Não menos espessas, nem menos compactas, são as listas dos livros de teologia, controvérsia, exegese, etc. – exalando de si uma melancolia de cemitério. Em metafísica há o costumado sortimento – maciço e vago, como diria Herbert Spencer. Em história, biografia, crítica, as listas bibliográficas vêm riquíssimas... Enfim, ao que parece, é uma formidável e grandiosa estação de livros. Aos romances, nem aludo: montões, montanhas – e monturos!

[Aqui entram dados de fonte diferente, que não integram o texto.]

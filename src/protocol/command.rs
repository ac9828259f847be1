//! Owned command buffers.
//!
//! A [`CommandBuffer`] holds one or more wire-encoded commands. It is moved
//! into whichever layer consumes it (Transport or the virtual executor) and
//! released when that layer returns, on every path.

/// An owned buffer of wire-encoded commands.
///
/// Not `Clone`: a buffer has exactly one owner at a time.
#[derive(Debug, PartialEq, Eq)]
pub struct CommandBuffer {
    bytes: Vec<u8>,
}

impl CommandBuffer {
    /// Encode one command from its arguments.
    pub fn from_args<A: AsRef<[u8]>>(args: &[A]) -> Self {
        Self {
            bytes: encode_command(args),
        }
    }

    /// Take ownership of bytes that are already wire-encoded.
    ///
    /// The bytes are not validated here; the consumer's parser rejects
    /// malformed input.
    pub fn from_encoded(bytes: impl Into<Vec<u8>>) -> Self {
        Self { bytes: bytes.into() }
    }

    /// The single-argument liveness probe (`*1\r\n$4\r\nPING\r\n`).
    pub fn probe() -> Self {
        Self::from_args(&[crate::constants::PROBE_KEYWORD])
    }

    /// Borrow the encoded bytes.
    pub fn as_bytes(&self) -> &[u8] {
        &self.bytes
    }

    /// Length in bytes.
    pub fn len(&self) -> usize {
        self.bytes.len()
    }

    /// True if the buffer holds no bytes.
    pub fn is_empty(&self) -> bool {
        self.bytes.is_empty()
    }

    /// Consume the buffer, yielding its bytes without copying.
    pub fn into_vec(self) -> Vec<u8> {
        self.bytes
    }
}

/// Encode arguments as one command array.
///
/// `["SET", "k", "v"]` becomes `*3\r\n$3\r\nSET\r\n$1\r\nk\r\n$1\r\nv\r\n`.
/// Empty arguments are encoded as `$0\r\n\r\n`.
pub fn encode_command<A: AsRef<[u8]>>(args: &[A]) -> Vec<u8> {
    let payload: usize = args.iter().map(|a| a.as_ref().len() + 16).sum();
    let mut out = Vec::with_capacity(16 + payload);
    out.extend_from_slice(format!("*{}\r\n", args.len()).as_bytes());
    for arg in args {
        let arg = arg.as_ref();
        out.extend_from_slice(format!("${}\r\n", arg.len()).as_bytes());
        out.extend_from_slice(arg);
        out.extend_from_slice(b"\r\n");
    }
    out
}

#[cfg(test)]
mod tests {
    use super::*;

    #[test]
    fn test_encode_set() {
        assert_eq!(
            encode_command(&["SET", "k", "v"]),
            b"*3\r\n$3\r\nSET\r\n$1\r\nk\r\n$1\r\nv\r\n".to_vec()
        );
    }

    #[test]
    fn test_encode_empty_argument() {
        assert_eq!(encode_command(&["ECHO", ""]), b"*2\r\n$4\r\nECHO\r\n$0\r\n\r\n".to_vec());
    }

    #[test]
    fn test_encode_binary_argument() {
        let arg: &[u8] = &[0x00, b'\r', b'\n', 0xff];
        let encoded = encode_command(&[arg]);
        assert_eq!(encoded, b"*1\r\n$4\r\n\x00\r\n\xff\r\n".to_vec());
    }

    #[test]
    fn test_probe_bytes() {
        assert_eq!(CommandBuffer::probe().as_bytes(), b"*1\r\n$4\r\nPING\r\n");
    }

    #[test]
    fn test_from_encoded_keeps_bytes_verbatim() {
        let buf = CommandBuffer::from_encoded(b"PING\r\n".to_vec());
        assert_eq!(buf.len(), 6);
        assert!(!buf.is_empty());
        assert_eq!(buf.into_vec(), b"PING\r\n".to_vec());
    }
}
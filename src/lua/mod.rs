//! Lua scripting for nodes.
//!
//! # Architecture
//!
//! ```text
//! Node
//!  └── ScriptRuntime
//!       ├── Lua state (mlua)
//!       └── Primitives
//!            ├── log (info, warn, error, debug)
//!            └── messaging (remote_send, encode, hash)
//! ```
//!
//! Scripts run on the node's command thread. `messaging.remote_send` is the
//! only primitive that touches the network, and it is bounded by the
//! transport timeouts.

pub mod primitives;
pub mod runtime;

pub use primitives::messaging::content_hash;
pub use runtime::ScriptRuntime;
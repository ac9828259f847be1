//! nodewire - cross-node messaging for a command-driven key/value node.
//!
//! Nodes speak a length-prefixed command protocol. Besides serving clients,
//! a node can run commands on behalf of a peer without any connection
//! attached, subscribe a peer to its channels, and let Lua scripts message
//! other nodes.
//!
//! # Modules
//!
//! - [`protocol`] - Command buffers, request parser, replies
//! - [`transport`] - Short-timeout outbound delivery with liveness probe
//! - [`executor`] - Parse/dispatch pipeline and virtual clients
//! - [`pubsub`] - Channel table and remote subscribe
//! - [`lua`] - Script runtime with `log` and `messaging` primitives
//! - [`node`] - Command dispatcher over the store and channel table
//! - [`server`] - Single-threaded TCP server
//! - [`config`] - Configuration loading

pub mod config;
pub mod constants;
pub mod executor;
pub mod lua;
pub mod node;
pub mod protocol;
pub mod pubsub;
pub mod server;
pub mod transport;

pub use config::Config;
pub use executor::{execute_as_virtual_client, ClientContext, Dispatcher, ReplySink};
pub use node::Node;
pub use protocol::{CommandBuffer, Reply};
pub use pubsub::{remote_subscribe, ChannelTable};
pub use server::Server;
pub use transport::{send_command, RemoteAddr};
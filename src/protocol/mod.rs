//! Wire protocol shared by nodes and clients.
//!
//! Commands travel as arrays of length-prefixed arguments:
//!
//! ```text
//! *<argc>\r\n
//! $<len>\r\n<bytes>\r\n      (repeated argc times)
//! ```
//!
//! Replies use the same framing family (`+status`, `-error`, `:integer`,
//! `$bulk`, `*array`).
//!
//! - [`command`] - Owned command buffers and the argument-array encoder
//! - [`request`] - Incremental request parser (multibulk and inline)
//! - [`reply`] - Reply model and incremental reply reader

pub mod command;
pub mod reply;
pub mod request;

pub use command::{encode_command, CommandBuffer};
pub use reply::{Reply, ReplyReader};
pub use request::{ParseMode, ParsedCommand, RequestParser};

/// Malformed protocol input.
#[derive(Debug, Clone, PartialEq, Eq)]
pub enum ProtocolError {
    /// A length or count header was not a valid integer.
    InvalidLength(String),
    /// A multibulk header declared too many arguments.
    TooManyArguments(i64),
    /// A bulk header declared a length over the limit.
    BulkTooLarge(i64),
    /// An inline command line exceeded the limit without a terminator.
    InlineTooLong(usize),
    /// A `*` or `$` header line exceeded the limit without a terminator.
    HeaderTooLong(usize),
    /// Expected one marker byte, found another.
    UnexpectedByte {
        /// What the parser was looking for.
        expected: char,
        /// What it found.
        found: u8,
    },
    /// A bulk payload was not followed by `\r\n`.
    MissingTerminator,
    /// Inline command had an unbalanced quote.
    UnbalancedQuotes,
}

impl std::fmt::Display for ProtocolError {
    fn fmt(&self, f: &mut std::fmt::Formatter<'_>) -> std::fmt::Result {
        match self {
            Self::InvalidLength(raw) => write!(f, "Protocol error: invalid length '{raw}'"),
            Self::TooManyArguments(n) => write!(f, "Protocol error: invalid multibulk length {n}"),
            Self::BulkTooLarge(n) => write!(f, "Protocol error: invalid bulk length {n}"),
            Self::InlineTooLong(n) => write!(f, "Protocol error: too big inline request ({n} bytes)"),
            Self::HeaderTooLong(n) => write!(f, "Protocol error: too big length header ({n} bytes)"),
            Self::UnexpectedByte { expected, found } => write!(
                f,
                "Protocol error: expected '{expected}', got '{}'",
                char::from(*found)
            ),
            Self::MissingTerminator => write!(f, "Protocol error: missing CRLF after bulk payload"),
            Self::UnbalancedQuotes => write!(f, "Protocol error: unbalanced quotes in request"),
        }
    }
}

impl std::error::Error for ProtocolError {}

/// Find the first `\r\n` in `buf` starting at `from`, returning the index of `\r`.
pub(crate) fn find_crlf(buf: &[u8], from: usize) -> Option<usize> {
    buf.get(from..)?
        .windows(2)
        .position(|w| w == b"\r\n")
        .map(|i| from + i)
}

/// Parse a signed decimal header such as the `3` in `*3\r\n`.
pub(crate) fn parse_int(raw: &[u8]) -> Result<i64, ProtocolError> {
    std::str::from_utf8(raw)
        .ok()
        .and_then(|s| s.parse::<i64>().ok())
        .ok_or_else(|| ProtocolError::InvalidLength(String::from_utf8_lossy(raw).into_owned()))
}

#[cfg(test)]
mod tests {
    use super::*;

    #[test]
    fn test_find_crlf() {
        assert_eq!(find_crlf(b"*1\r\n$4\r\n", 0), Some(2));
        assert_eq!(find_crlf(b"*1\r\n$4\r\n", 3), Some(6));
        assert_eq!(find_crlf(b"*1\r", 0), None);
        assert_eq!(find_crlf(b"ab", 5), None);
    }

    #[test]
    fn test_parse_int() {
        assert_eq!(parse_int(b"42"), Ok(42));
        assert_eq!(parse_int(b"-1"), Ok(-1));
        assert!(matches!(parse_int(b"4x"), Err(ProtocolError::InvalidLength(_))));
        assert!(parse_int(b"").is_err());
    }
}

Uma pastora meio selvagem das Ardenas, que nunca vira outro espectáculo mais grato ao seu coração do que as cabras que guardava, foi um dia trazida das suas serranias a Paris, quando no bulevar passava, com a tricolor ao vento, um regimento em marcha. A pobre donzela fez-se branca como a cera, e só pôde murmurar numa beatitude suprema:
– Jesus!, tanto homem!
Eu sei que estou aqui fazendo o papel ridículo desta pastora, e balbuciando, com a boca aberta, como se chegasse também das Ardenas:
– Jesus!, tanto livro!
Mas não é este grito, como o da pastora, natural?
O beduíno do deserto do Oeste que, passando a Serrania Líbica, avista pela primeira vez, imenso, lento, enchendo um vale, o rio Nilo, exclama espantado:
– Alá!, tanta água!
A água é a sua preocupação: todas as tristezas das areias que habita vêm da falta da água: mais que ninguém sente as maravilhas que a água produz; e no seu grito há uma tímida repreensão a Alá! «Tanta água aqui e tão pouca lá donde eu venho!...». Assim eu venho... Mas o resto da comparação complete-a, antes, o leitor astuto."

1 comentário:

Américo Oliveira disse...

Assim eu venho... Mas deixemos falar Ramalho Ortigão, em prosa datada de Novembro de 1872:
"Fogo em um prédio a Buenos Aires. Socorros prontos. Prémio à bomba número tal. Grande inteligência e acerto em todas as medidas tomadas por parte da direcção técnica do serviço dos incêndios. Extraordinária dedicação. Prodígios de valor. Falta de água. Dois bombeiros feridos e um quase morto.
Resultado: ardeu tudo.
Pouco tempo antes, no Aterro, outro incêndio. Inspecção, bombas, o ministério, o comandante da guarda municipal, e Sua Magestade El-Rei no lugar do sinistro. Inexcedível bravura. Devoção infatigável. Completa ordem. Exemplar disciplina. Falta de água. Três bombeiros no hospital. O inspector ferido.
Resultado: ardeu tudo.
As duas notícias precedentes são o molde e a norma geral de todas as notícias de todos os incêndios de todos os bairros de Lisboa.
Ocorre, naturalmente, advertir uma coisa:
Que, sendo o resultado final e definitivo de todos os esforços, de toda a ciência, de toda a coragem, de toda a filantropia, de toda a disciplina, de todos os bombeiros estropiados e mortos - o arder tudo -, seria mais natural, mais lógico, mais filantrópico, mais humano e porventura mesmo mais producente, que ao darem as torres sinal de incêndio começassem os socorros por ficarem em suas casas. As chamas ver-se-iam prodigiosamente embaraçadas se, depois de terem devorado tudo, quisessem ainda, só pelo facto de estarem ausentes os socorros, devorar mais alguma coisa! Demaisacha-se hoje exuberantemente provado pelas mais repetidas experiências que o expediente até agora empregado de lançar aos incêndios alguns bombeiros é insuficiente para dominar o fogo. Actualmente, está na convicção de todas as pessoas que têm presenciado incêndios que eles têm o capricho indomável de se não apagarem senão com água.
Ora, nem a Companhia das Águas nem a Câmara Municipal têm a condescendência de servir a Lisboa a água suficiente para inundar um prédio. Estamos nesta contingência: que se apagamos os incêndios não temos com que lavar a cara. É sério e é respeitável; somente não nos parece que a razão de não haver água para lançar a um incêndio obrigue absolutamente a lançar-lhes bombeiros.
Por consequência:
Que se continue a lavar a cara e a deixar os prédios - como até aqui. Mas que se isolem os bombeiros!
Se os socorros persisatem na teima inconcebível de acudirem aos incêndios, se a Câmara não puser termo a esse abuso, arrisca-se muito a um desastre que lhe está iminente, e é - arderem-lhe as bombas!"